Saturday, September 22, 2012

One Very Long Week

There were moments this week when I thought I might be sitting down to write a very different kind of blog post.  But it turns out that I am writing this post with a pretty heavy heart.

Let me back up.  Last Friday, I happened to check my cell phone when my students went off to lunch.  There were multiple texts from Carla telling me to call her right away.  As two coworkers sat next to me, I called Carla and was told that our adoption counselor had called Carla and told her about a situation that we had to make a decision about.  Each time our profile is going to be seen by a birth family, we are contacted to see if we want to be presented or not.  So that was the decision before us.

The situation seemed pretty wonderful and stressful all at the same time.  The baby had already been born.  He was a week old and was at the nursery inside of our adoption agency.

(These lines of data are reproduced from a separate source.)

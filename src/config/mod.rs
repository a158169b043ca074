//! Vault configuration.
//!
//! Hosts usually build a [`VaultConfig`] themselves; [`VaultConfig::from_env`]
//! exists for tools and tests that want the `VAULT_*` environment variables
//! (a `.env` file is honoured via `dotenvy`).

use serde::{Deserialize, Serialize};
use std::path::PathBuf;

/// Default trash folder, relative to the vault root
pub const DEFAULT_TRASH_DIR: &str = ".trash";

/// Default backup folder, relative to the vault root
pub const DEFAULT_BACKUP_DIR: &str = ".backups";

/// Configuration for the link relocation engine
#[derive(Debug, Clone, PartialEq, Serialize, Deserialize)]
#[serde(rename_all = "camelCase", default)]
pub struct RelocationConfig {
    /// File extensions (no dot, lowercase) scanned for references
    pub extensions: Vec<String>,
    /// Vault-relative paths or folder names never scanned or rewritten
    pub exclude_paths: Vec<String>,
    /// Also fix relative links inside the moved file itself
    pub update_moved_file_links: bool,
}

impl Default for RelocationConfig {
    fn default() -> Self {
        Self {
            extensions: vec!["md".to_string()],
            exclude_paths: vec![
                ".git".to_string(),
                ".obsidian".to_string(),
                DEFAULT_TRASH_DIR.to_string(),
                DEFAULT_BACKUP_DIR.to_string(),
            ],
            update_moved_file_links: false,
        }
    }
}

impl RelocationConfig {
    /// Whether a file extension is eligible for scanning
    pub fn accepts_extension(&self, ext: &str) -> bool {
        self.extensions.iter().any(|e| e.eq_ignore_ascii_case(ext))
    }

    /// Whether a vault-relative slash path falls under an excluded path.
    ///
    /// Entries containing `/` match as path prefixes; bare names match any
    /// segment, so `.git` excludes nested repositories too.
    pub fn excludes(&self, relative: &str) -> bool {
        self.exclude_paths.iter().any(|excluded| {
            let excluded = excluded.trim_matches('/');
            if excluded.is_empty() {
                return false;
            }
            if excluded.contains('/') {
                relative == excluded || relative.starts_with(&format!("{}/", excluded))
            } else {
                relative.split('/').any(|segment| segment == excluded)
            }
        })
    }
}

/// Top-level vault configuration
#[derive(Debug, Clone, PartialEq, Serialize, Deserialize)]
#[serde(rename_all = "camelCase")]
pub struct VaultConfig {
    /// Absolute root of the vault
    pub vault_root: PathBuf,
    /// Trash folder, relative to the vault root
    #[serde(default = "default_trash_dir")]
    pub trash_dir: String,
    /// Backup folder, relative to the vault root
    #[serde(default = "default_backup_dir")]
    pub backup_dir: String,
    #[serde(default)]
    pub relocation: RelocationConfig,
}

fn default_trash_dir() -> String {
    DEFAULT_TRASH_DIR.to_string()
}

fn default_backup_dir() -> String {
    DEFAULT_BACKUP_DIR.to_string()
}

impl VaultConfig {
    /// Config with defaults for everything but the root
    pub fn new(vault_root: impl Into<PathBuf>) -> Self {
        Self {
            vault_root: vault_root.into(),
            trash_dir: default_trash_dir(),
            backup_dir: default_backup_dir(),
            relocation: RelocationConfig::default(),
        }
    }

    /// Read `VAULT_ROOT`, `VAULT_LINK_EXTENSIONS` and `VAULT_EXCLUDE_PATHS`
    ///
    /// Lists are comma separated. Returns `None` when `VAULT_ROOT` is unset.
    pub fn from_env() -> Option<Self> {
        // A missing .env file is fine
        let _ = dotenvy::dotenv();

        let root = std::env::var("VAULT_ROOT").ok()?;
        let mut config = Self::new(root);

        if let Ok(exts) = std::env::var("VAULT_LINK_EXTENSIONS") {
            let parsed = split_list(&exts)
                .into_iter()
                .map(|e| e.trim_start_matches('.').to_lowercase())
                .collect::<Vec<_>>();
            if !parsed.is_empty() {
                config.relocation.extensions = parsed;
            }
        }
        if let Ok(excludes) = std::env::var("VAULT_EXCLUDE_PATHS") {
            config.relocation.exclude_paths = split_list(&excludes);
        }

        Some(config)
    }

    /// Absolute trash folder
    pub fn trash_root(&self) -> PathBuf {
        self.vault_root.join(&self.trash_dir)
    }

    /// Absolute backup folder
    pub fn backup_root(&self) -> PathBuf {
        self.vault_root.join(&self.backup_dir)
    }
}

fn split_list(raw: &str) -> Vec<String> {
    raw.split(',')
        .map(|s| s.trim().to_string())
        .filter(|s| !s.is_empty())
        .collect()
}

#[cfg(test)]
mod tests {
    use super::*;

    #[test]
    fn test_defaults() {
        let config = VaultConfig::new("/vault");
        assert_eq!(config.trash_root(), PathBuf::from("/vault/.trash"));
        assert_eq!(config.backup_root(), PathBuf::from("/vault/.backups"));
        assert!(config.relocation.accepts_extension("MD"));
        assert!(!config.relocation.accepts_extension("txt"));
        assert!(!config.relocation.update_moved_file_links);
    }

    #[test]
    fn test_deserialize_partial() {
        let config: VaultConfig = serde_json::from_str(
            r#"{"vaultRoot": "/vault", "relocation": {"extensions": ["md", "markdown"]}}"#,
        )
        .unwrap();
        assert_eq!(config.trash_dir, ".trash");
        assert_eq!(config.relocation.extensions, vec!["md", "markdown"]);
        assert!(config.relocation.exclude_paths.contains(&".git".to_string()));
    }

    #[test]
    fn test_excludes() {
        let config = RelocationConfig {
            exclude_paths: vec![".git".to_string(), "Archive/old/".to_string()],
            ..RelocationConfig::default()
        };
        assert!(config.excludes(".git"));
        assert!(config.excludes("sub/.git/config"));
        assert!(config.excludes("Archive/old/a.md"));
        assert!(!config.excludes("Archive/older/a.md"));
        assert!(!config.excludes("Notes/a.md"));
    }

    #[test]
    fn test_from_env() {
        // Only test touching VAULT_* variables
        std::env::remove_var("VAULT_ROOT");
        assert!(VaultConfig::from_env().is_none());

        std::env::set_var("VAULT_ROOT", "/srv/notes");
        std::env::set_var("VAULT_LINK_EXTENSIONS", ".MD, markdown");
        std::env::set_var("VAULT_EXCLUDE_PATHS", "Archive, .git");
        let config = VaultConfig::from_env();
        std::env::remove_var("VAULT_ROOT");
        std::env::remove_var("VAULT_LINK_EXTENSIONS");
        std::env::remove_var("VAULT_EXCLUDE_PATHS");

        let config = config.unwrap();
        assert_eq!(config.vault_root, PathBuf::from("/srv/notes"));
        assert_eq!(config.relocation.extensions, vec!["md", "markdown"]);
        assert_eq!(config.relocation.exclude_paths, vec!["Archive", ".git"]);
        assert_eq!(config.trash_dir, DEFAULT_TRASH_DIR);
    }

    #[test]
    fn test_split_list() {
        assert_eq!(split_list(" md, .markdown ,,"), vec!["md", ".markdown"]);
    }
}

The baby was a healthy baby boy, both of the parents were involved in the process, and for whatever reason, the birth family was requesting same-sex couples without children as potential adoptive families.  So that is how we were brought up.  The only difficult part in saying yes was knowing that if we were chosen, this baby was coming home right away.  After only a few minutes, Carla and I knew our answer.  Carla called our adoption counselor and told her to go ahead and present our profile to the family.

That moment began the longest week of our lives.  We had been well prepared by our adoption agency for this moment.  But no amount of preparation really prepares you for what it feels like.  We knew we weren't supposed to tell too many people, because all of those people would then have to be told that we weren't chosen if that was the case.  We knew we weren't supposed to get excited, because it would only be that much harder to hear if the answer was eventually no.  We knew all these things, but they were impossible for us to do.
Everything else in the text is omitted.